I would have to give the shop teacher the innocent until proven guilty verdict. First let me state that I remember my wood shop days and the shop teacher must have been a saint to handle our attitudes and behavior. We were exposed to the safety rules and instructed in proper use of the tools, in quite a few of our cases his instruction was irrelevant, we were not listening, we were kids. How much can one worry about what they are doing when their main goal is to try and get the teacher/instructor's head close enough to the dust collector to suck his toupee off. In my job environment today we have a job specific safety meeting not only every day but as jobs change. We are told of the work being preformed and informed of known common issues, and ones a bit more specific to the days tasks. Some of those meetings contain valid information but some are repetitive and boring. Wait was that the little boy from wood shop, "I've done this a hundred times," or "yes I know that, but" or "but I just have one hole to drill."

I do feel sorry for the young girl who had to learn a lesson the hard way, a lesson she should never have learned in this fashion. Mistakes and misjudgements were made by all parties including the other students who also should have stopped her from using the machine and reminded her she needs to put her hair right. It might be true that the shop teacher is responsible for all that happens in his shop, but he is not his own boss in all cases. Additionally he can not see everything nor always respond across the shop before an accident might happen.

If the shop teacher had of sent the students to the office for discipline over the hair infractions etc would the mothers and the school district have been happy? How can the shop teacher properly monitor all of the students at all of the work stations while at the same time providing individual hands on instruction? I believe that safety is one area where politically correct should be outlawed. It is better to learn that ignoring safety rules will have consequences, and better those consequences be discipline than disaster.


----------



## mojapitt (Dec 31, 2011)

I will blame the teacher only that they should be fairly conscious of fairly obvious safety violations. That being said, humans, especially youth, like to work on "it won't happen to me" theory. I knew a gentleman who lost his right arm at elbow on a metal lathe. He broke a couple shop rules. Long sleeve shirt and gloves. Always complained that he was cold so they ignored him. Every person in the shop should be willing to point out safety violations to anyone. It's simply the best thing to do.


----------



## oldnovice (Mar 7, 2009)

I agree with Monte! The teacher is responsible for this kind of accident.

That being said, I feel truly sorry for the girl but she should also count her blessings as it could have been much, much worse.
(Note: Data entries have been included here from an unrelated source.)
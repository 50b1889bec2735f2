// ABOUTME: Per-session persistence queue — one sequential worker task per session id.
// ABOUTME: Runs gateway calls in enqueue order with timeout/retry and broadcasts each outcome.

use std::collections::HashMap;
use std::fmt;
use std::sync::Arc;
use std::time::Duration;

use tokio::sync::{broadcast, mpsc, oneshot};
use tokio::task::JoinHandle;
use tracing::{debug, warn};

use crate::error::{PersistenceError, PersistenceResult};
use crate::gateway::PersistenceGateway;
use crate::session::types::{Message, MessageId, Session, SessionId};

/// Which durable write an outcome refers to.
#[derive(Debug, Clone, Copy, PartialEq, Eq, Hash)]
pub enum PersistOperation {
    SaveSession,
    SaveMessage,
    DeleteSession,
}

impl PersistOperation {
    pub fn as_str(&self) -> &'static str {
        match self {
            PersistOperation::SaveSession => "save_session",
            PersistOperation::SaveMessage => "save_message",
            PersistOperation::DeleteSession => "delete_session",
        }
    }
}

impl fmt::Display for PersistOperation {
    fn fmt(&self, f: &mut fmt::Formatter<'_>) -> fmt::Result {
        f.write_str(self.as_str())
    }
}

/// Out-of-band notification of how an optimistic mutation fared in storage.
#[derive(Debug, Clone)]
pub enum PersistenceEvent {
    Persisted {
        session_id: SessionId,
        operation: PersistOperation,
        message_id: Option<MessageId>,
    },
    Failed {
        session_id: SessionId,
        operation: PersistOperation,
        message_id: Option<MessageId>,
        error: Arc<PersistenceError>,
    },
}

impl PersistenceEvent {
    pub fn session_id(&self) -> SessionId {
        match self {
            PersistenceEvent::Persisted { session_id, .. }
            | PersistenceEvent::Failed { session_id, .. } => *session_id,
        }
    }

    pub fn operation(&self) -> PersistOperation {
        match self {
            PersistenceEvent::Persisted { operation, .. }
            | PersistenceEvent::Failed { operation, .. } => *operation,
        }
    }

    pub fn is_failure(&self) -> bool {
        matches!(self, PersistenceEvent::Failed { .. })
    }
}

/// Timeout and retry behaviour applied to every gateway call.
#[derive(Debug, Clone)]
pub struct PersistPolicy {
    pub timeout: Duration,
    /// Extra attempts after a failed call. Zero means each mutation makes exactly one call.
    pub retry_attempts: u32,
    pub retry_backoff: Duration,
}

impl Default for PersistPolicy {
    fn default() -> Self {
        Self {
            timeout: Duration::from_secs(30),
            retry_attempts: 0,
            retry_backoff: Duration::from_millis(250),
        }
    }
}

/// A durable write for one session.
#[derive(Debug, Clone)]
pub enum PersistCommand {
    SaveSession(Session),
    SaveMessage(Message),
    DeleteSession,
}

impl PersistCommand {
    pub fn operation(&self) -> PersistOperation {
        match self {
            PersistCommand::SaveSession(_) => PersistOperation::SaveSession,
            PersistCommand::SaveMessage(_) => PersistOperation::SaveMessage,
            PersistCommand::DeleteSession => PersistOperation::DeleteSession,
        }
    }

    fn message_id(&self) -> Option<MessageId> {
        match self {
            PersistCommand::SaveMessage(message) => Some(message.id),
            _ => None,
        }
    }
}

enum PersistJob {
    Run(PersistCommand),
    Flush(oneshot::Sender<()>),
}

struct Worker {
    tx: mpsc::UnboundedSender<PersistJob>,
    handle: JoinHandle<()>,
}

/// Dispatches persistence commands to per-session workers.
///
/// Commands for one session run strictly one after another in enqueue order;
/// commands for different sessions run concurrently. Workers are spawned on
/// the current Tokio runtime the first time a session is enqueued.
///
/// A call abandoned by the timeout may still complete in the background, for
/// example a file write already handed to the blocking pool. Its effect can
/// then land after later commands for the same session, so order is only
/// guaranteed for calls that resolved before the timeout. Timed-out message
/// saves are never retried, and both gateways ignore a repeated message id.
pub struct PersistenceQueue {
    gateway: Arc<dyn PersistenceGateway>,
    policy: PersistPolicy,
    events: broadcast::Sender<PersistenceEvent>,
    workers: HashMap<SessionId, Worker>,
    retired: Vec<JoinHandle<()>>,
}

impl PersistenceQueue {
    pub fn new(gateway: Arc<dyn PersistenceGateway>, policy: PersistPolicy, event_buffer: usize) -> Self {
        let (events, _) = broadcast::channel(event_buffer.max(1));
        Self {
            gateway,
            policy,
            events,
            workers: HashMap::new(),
            retired: Vec::new(),
        }
    }

    pub fn subscribe(&self) -> broadcast::Receiver<PersistenceEvent> {
        self.events.subscribe()
    }

    /// Queue a command behind every earlier command for the same session.
    pub fn enqueue(&mut self, session_id: SessionId, command: PersistCommand) {
        debug!(%session_id, operation = %command.operation(), "queueing persistence call");
        let job = PersistJob::Run(command);
        let job = match self.workers.get(&session_id) {
            Some(worker) => match worker.tx.send(job) {
                Ok(()) => return,
                // The worker died (a gateway call panicked); fall through and replace it.
                Err(mpsc::error::SendError(job)) => job,
            },
            None => job,
        };

        let worker = self.spawn_worker(session_id);
        if worker.tx.send(job).is_err() {
            warn!(%session_id, "persistence worker exited before accepting a job");
        }
        if let Some(old) = self.workers.insert(session_id, worker) {
            self.retired.push(old.handle);
        }
    }

    /// Stop accepting work for a session. Its worker drains what is queued, then exits.
    pub fn retire(&mut self, session_id: &SessionId) {
        if let Some(worker) = self.workers.remove(session_id) {
            drop(worker.tx);
            self.retired.push(worker.handle);
        }
    }

    /// Retire every worker whose session fails `present`.
    pub fn retire_absent(&mut self, present: impl Fn(&SessionId) -> bool) {
        let absent: Vec<SessionId> = self
            .workers
            .keys()
            .filter(|id| !present(id))
            .copied()
            .collect();
        for session_id in absent {
            debug!(%session_id, "retiring worker for session absent from storage");
            self.retire(&session_id);
        }
    }

    /// Wait until every command queued so far has finished.
    pub async fn flush(&mut self) {
        let mut acks = Vec::with_capacity(self.workers.len());
        for worker in self.workers.values() {
            let (ack_tx, ack_rx) = oneshot::channel();
            if worker.tx.send(PersistJob::Flush(ack_tx)).is_ok() {
                acks.push(ack_rx);
            }
        }
        let retired: Vec<JoinHandle<()>> = self.retired.drain(..).collect();

        futures::future::join_all(acks).await;
        for handle in retired {
            if let Err(e) = handle.await {
                warn!(error = %e, "persistence worker ended abnormally");
            }
        }
    }

    /// Number of sessions with a live worker.
    pub fn active_workers(&self) -> usize {
        self.workers.len()
    }

    fn spawn_worker(&self, session_id: SessionId) -> Worker {
        let (tx, rx) = mpsc::unbounded_channel();
        let handle = tokio::spawn(run_worker(
            session_id,
            self.gateway.clone(),
            self.policy.clone(),
            self.events.clone(),
            rx,
        ));
        Worker { tx, handle }
    }
}

async fn run_worker(
    session_id: SessionId,
    gateway: Arc<dyn PersistenceGateway>,
    policy: PersistPolicy,
    events: broadcast::Sender<PersistenceEvent>,
    mut rx: mpsc::UnboundedReceiver<PersistJob>,
) {
    while let Some(job) = rx.recv().await {
        let command = match job {
            PersistJob::Flush(ack) => {
                let _ = ack.send(());
                continue;
            }
            PersistJob::Run(command) => command,
        };

        let operation = command.operation();
        let message_id = command.message_id();
        let event = match execute(session_id, &command, gateway.as_ref(), &policy).await {
            Ok(()) => {
                debug!(%session_id, %operation, "persisted");
                PersistenceEvent::Persisted {
                    session_id,
                    operation,
                    message_id,
                }
            }
            Err(error) => {
                warn!(%session_id, %operation, %error, "persistence call failed");
                PersistenceEvent::Failed {
                    session_id,
                    operation,
                    message_id,
                    error: Arc::new(error),
                }
            }
        };
        // No subscribers is fine; the outcome has already been logged.
        let _ = events.send(event);
    }
    debug!(%session_id, "persistence worker stopped");
}

async fn execute(
    session_id: SessionId,
    command: &PersistCommand,
    gateway: &dyn PersistenceGateway,
    policy: &PersistPolicy,
) -> PersistenceResult<()> {
    let mut attempt = 0;
    loop {
        match call_once(session_id, command, gateway, policy.timeout).await {
            Ok(()) => return Ok(()),
            Err(error) if attempt < policy.retry_attempts && is_retryable(command, &error) => {
                attempt += 1;
                warn!(
                    %session_id,
                    operation = %command.operation(),
                    %error,
                    attempt,
                    "retrying persistence call"
                );
                tokio::time::sleep(policy.retry_backoff).await;
            }
            Err(error) => return Err(error),
        }
    }
}

async fn call_once(
    session_id: SessionId,
    command: &PersistCommand,
    gateway: &dyn PersistenceGateway,
    timeout: Duration,
) -> PersistenceResult<()> {
    let call = match command {
        PersistCommand::SaveSession(session) => gateway.save_session(session),
        PersistCommand::SaveMessage(message) => gateway.save_message(&session_id, message),
        PersistCommand::DeleteSession => gateway.delete_session(&session_id),
    };
    match tokio::time::timeout(timeout, call).await {
        Ok(result) => result,
        Err(_) => Err(PersistenceError::TimedOut {
            operation: command.operation().as_str(),
            after: timeout,
        }),
    }
}

/// The backend not knowing a session will not change by asking again, and a
/// timed-out append may still land, so appending again could reorder the log.
fn is_retryable(command: &PersistCommand, error: &PersistenceError) -> bool {
    match error {
        PersistenceError::SessionNotFound { .. } => false,
        PersistenceError::TimedOut { .. } => !matches!(command, PersistCommand::SaveMessage(_)),
        _ => true,
    }
}
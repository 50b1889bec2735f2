// ABOUTME: Configuration loading for convoy.
// ABOUTME: Reads ~/.convoy/config.toml with serde defaults; CONVOY_DATA_DIR overrides the data dir.

use std::path::PathBuf;
use std::time::Duration;

use serde::Deserialize;

use crate::session::{PersistPolicy, StoreOptions};

/// Environment variable that overrides `storage.data_dir`.
pub const DATA_DIR_ENV: &str = "CONVOY_DATA_DIR";

/// Top-level configuration.
#[derive(Debug, Clone, Default, Deserialize)]
#[serde(default)]
pub struct Config {
    pub storage: StorageConfig,
    pub persistence: PersistenceConfig,
    pub logging: LoggingConfig,
}

/// Where session files live.
#[derive(Debug, Clone, Default, Deserialize)]
#[serde(default)]
pub struct StorageConfig {
    pub data_dir: Option<PathBuf>,
}

/// Timeout, retry, and notification settings for durable writes.
#[derive(Debug, Clone, Deserialize)]
#[serde(default)]
pub struct PersistenceConfig {
    pub timeout_seconds: u64,
    pub retry_attempts: u32,
    pub retry_backoff_ms: u64,
    pub event_buffer: usize,
}

impl Default for PersistenceConfig {
    fn default() -> Self {
        Self {
            timeout_seconds: 30,
            retry_attempts: 0,
            retry_backoff_ms: 250,
            event_buffer: 256,
        }
    }
}

impl PersistenceConfig {
    pub fn store_options(&self) -> StoreOptions {
        StoreOptions {
            policy: PersistPolicy {
                timeout: Duration::from_secs(self.timeout_seconds.max(1)),
                retry_attempts: self.retry_attempts,
                retry_backoff: Duration::from_millis(self.retry_backoff_ms),
            },
            event_buffer: self.event_buffer,
        }
    }
}

/// Log filter used when RUST_LOG is not set.
#[derive(Debug, Clone, Deserialize)]
#[serde(default)]
pub struct LoggingConfig {
    pub filter: String,
}

impl Default for LoggingConfig {
    fn default() -> Self {
        Self {
            filter: "convoy=info".to_string(),
        }
    }
}

impl Config {
    /// Load config from ~/.convoy/config.toml, falling back to defaults.
    pub fn load() -> anyhow::Result<Self> {
        Self::load_from(&Self::config_path())
    }

    /// Load config from an explicit path, falling back to defaults if it is missing.
    pub fn load_from(path: &std::path::Path) -> anyhow::Result<Self> {
        if !path.exists() {
            return Ok(Self::default());
        }
        let content = std::fs::read_to_string(path)?;
        let config: Self = toml::from_str(&content)?;
        config.validate()?;
        Ok(config)
    }

    /// Reject settings that would make every persistence call fail.
    pub fn validate(&self) -> anyhow::Result<()> {
        if self.persistence.timeout_seconds == 0 {
            anyhow::bail!("persistence.timeout_seconds must be at least 1");
        }
        Ok(())
    }

    /// Path to the config file.
    pub fn config_path() -> PathBuf {
        dirs::home_dir()
            .unwrap_or_else(|| PathBuf::from("."))
            .join(".convoy")
            .join("config.toml")
    }

    /// Path to an optional .env file loaded at startup.
    pub fn env_path() -> PathBuf {
        dirs::home_dir()
            .unwrap_or_else(|| PathBuf::from("."))
            .join(".convoy")
            .join(".env")
    }

    /// Directory holding session data: env override, then config, then the XDG data dir.
    pub fn data_dir(&self) -> PathBuf {
        if let Some(dir) = std::env::var_os(DATA_DIR_ENV).filter(|v| !v.is_empty()) {
            return PathBuf::from(dir);
        }
        self.storage
            .data_dir
            .clone()
            .unwrap_or_else(Self::default_data_dir)
    }

    fn default_data_dir() -> PathBuf {
        dirs::data_local_dir()
            .unwrap_or_else(|| PathBuf::from("."))
            .join("convoy")
            .join("sessions")
    }
}
// ABOUTME: Conversation log — the append-only, ordered message sequence owned by one session.
// ABOUTME: Assigns message ids and monotonic timestamps at append time; no removal or reordering.

use chrono::{DateTime, Utc};

use crate::session::types::{Message, MessageId, Role};

/// Ordered message log. Insertion order is display order.
#[derive(Debug, Clone, Default, PartialEq)]
pub struct Conversation {
    messages: Vec<Message>,
}

impl Conversation {
    pub fn new() -> Self {
        Self::default()
    }

    /// Rebuild a conversation from persisted messages, keeping their order.
    pub fn from_messages(messages: Vec<Message>) -> Self {
        Self { messages }
    }

    /// Append a message stamped with the current time.
    pub fn append(
        &mut self,
        role: Role,
        content: String,
        metadata: Option<serde_json::Value>,
    ) -> &Message {
        self.append_at(role, content, metadata, Utc::now())
    }

    /// Append a message stamped with `now`, clamped so timestamps never go backwards.
    pub fn append_at(
        &mut self,
        role: Role,
        content: String,
        metadata: Option<serde_json::Value>,
        now: DateTime<Utc>,
    ) -> &Message {
        let timestamp = match self.messages.last() {
            Some(last) if last.timestamp > now => last.timestamp,
            _ => now,
        };
        self.messages.push(Message {
            id: MessageId::new_v4(),
            role,
            content,
            timestamp,
            metadata,
        });
        &self.messages[self.messages.len() - 1]
    }

    pub fn messages(&self) -> &[Message] {
        &self.messages
    }

    pub fn iter(&self) -> std::slice::Iter<'_, Message> {
        self.messages.iter()
    }

    pub fn last(&self) -> Option<&Message> {
        self.messages.last()
    }

    pub fn len(&self) -> usize {
        self.messages.len()
    }

    pub fn is_empty(&self) -> bool {
        self.messages.is_empty()
    }

    /// True when timestamps never decrease along the log.
    pub fn is_monotonic(&self) -> bool {
        self.messages
            .windows(2)
            .all(|pair| pair[0].timestamp <= pair[1].timestamp)
    }
}

impl<'a> IntoIterator for &'a Conversation {
    type Item = &'a Message;
    type IntoIter = std::slice::Iter<'a, Message>;

    fn into_iter(self) -> Self::IntoIter {
        self.messages.iter()
    }
}
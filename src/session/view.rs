// ABOUTME: Read-only projection of the session store published to UI consumers.
// ABOUTME: Snapshot of the session list, the current session, and its conversation.

use crate::session::types::{Message, Session};

/// What UI collaborators observe. Rebuilt after every mutation.
#[derive(Debug, Clone, Default, PartialEq)]
pub struct StoreView {
    pub session_list: Vec<Session>,
    pub current_session: Option<Session>,
    pub current_conversation: Vec<Message>,
}

impl StoreView {
    pub fn has_active_session(&self) -> bool {
        self.current_session.is_some()
    }
}
// ABOUTME: Session module — in-memory session state synchronized with durable storage.
// ABOUTME: Store, conversation log, active selector, per-session persistence queue, and views.

pub mod conversation;
pub mod queue;
pub mod search;
pub mod selector;
pub mod store;
pub mod types;
pub mod view;

pub use conversation::Conversation;
pub use queue::{PersistOperation, PersistPolicy, PersistenceEvent};
pub use search::SearchHit;
pub use selector::ActiveSession;
pub use store::{SessionStore, StoreOptions};
pub use types::{Message, MessageId, NewMessage, Role, Session, SessionId, SessionSnapshot};
pub use view::StoreView;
Kids are resilient and with hair transplant technology today in a couple of years no one will know what happened to her.

Back when I was in shop class, almost 50+ years ago, the teacher had a check list that was used before any shop work for all safety related issues but one student proceeded to cut off the tips of three fingers when pushing material through the TS.
He was not using the push sticks and/or pads which probably would have prevented the accident. Fortunately, this was in Rochester Minnesota, home of the Mayo Clinic, and his fingers were re-attached to the point of no disfigurement but limited functionality.


----------



## rance (Sep 30, 2009)

Bill(who was likely my own shop teacher) said it well.


----------



## HorizontalMike (Jun 3, 2010)

*FOOD FOR THOUGHT:* If we held each child's parents to the same safety standards that we require of all "teachers", nearly all children would be living under Protective Custody arrangements/environments mandated by the local Courts.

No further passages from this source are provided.